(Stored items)

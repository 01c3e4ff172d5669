//! Member business logic - creating and looking up the people who share expenses.

use super::model::{Member, MemberId};
use crate::{
    config::ledger::Config,
    entities::{self, member},
    errors::{Error, Result},
};
use sea_orm::{QueryOrder, Set, prelude::*};
use tracing::{info, instrument};

/// Creates a new member with a trimmed, non-empty display name.
///
/// # Errors
/// Returns [`Error::Config`] for an empty name, or a database error if the insert fails.
pub async fn create_member(db: &DatabaseConnection, display_name: String) -> Result<Member> {
    if display_name.trim().is_empty() {
        return Err(Error::Config {
            message: "Member display name cannot be empty".to_string(),
        });
    }

    let model = member::ActiveModel {
        display_name: Set(display_name.trim().to_string()),
        created_at: Set(chrono::Utc::now()),
        ..Default::default()
    };

    let result = model.insert(db).await?;
    Ok(result.into())
}

/// Finds a member by id.
pub async fn get_member_by_id(
    db: &DatabaseConnection,
    member_id: MemberId,
) -> Result<Option<Member>> {
    Ok(entities::Member::find_by_id(member_id.0)
        .one(db)
        .await?
        .map(Into::into))
}

/// Finds a member by exact display name.
pub async fn get_member_by_name(db: &DatabaseConnection, name: &str) -> Result<Option<Member>> {
    Ok(entities::Member::find()
        .filter(member::Column::DisplayName.eq(name))
        .one(db)
        .await?
        .map(Into::into))
}

/// Lists every member, ordered by id.
pub async fn get_all_members(db: &DatabaseConnection) -> Result<Vec<Member>> {
    Ok(entities::Member::find()
        .order_by_asc(member::Column::Id)
        .all(db)
        .await?
        .into_iter()
        .map(Into::into)
        .collect())
}

/// Verifies that every id refers to an existing member.
pub(crate) async fn ensure_members_exist<C>(db: &C, member_ids: &[MemberId]) -> Result<()>
where
    C: ConnectionTrait,
{
    let raw_ids: Vec<i64> = member_ids.iter().map(|id| id.0).collect();
    let found: Vec<i64> = entities::Member::find()
        .filter(member::Column::Id.is_in(raw_ids))
        .all(db)
        .await?
        .into_iter()
        .map(|model| model.id)
        .collect();

    match member_ids.iter().find(|id| !found.contains(&id.0)) {
        Some(&member) => Err(Error::MemberNotFound { member }),
        None => Ok(()),
    }
}

/// Creates the members listed in config.toml that do not exist yet.
///
/// Returns how many members were created.
#[instrument(skip_all)]
pub async fn seed_members(db: &DatabaseConnection, config: &Config) -> Result<usize> {
    let mut created = 0;
    for seed in &config.members {
        if get_member_by_name(db, seed.display_name.trim()).await?.is_some() {
            continue;
        }
        create_member(db, seed.display_name.clone()).await?;
        created += 1;
    }

    if created > 0 {
        info!("Seeded {created} member(s) from configuration");
    }
    Ok(created)
}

(WHAT IS EXPECTED)
Wherever "crate" occurs in the entries above, copy the line it sits on.

(TASK SOLUTION)
use crate::{
pub(crate) async fn ensure_members_exist<C>(db: &C, member_ids: &[MemberId]) -> Result<()>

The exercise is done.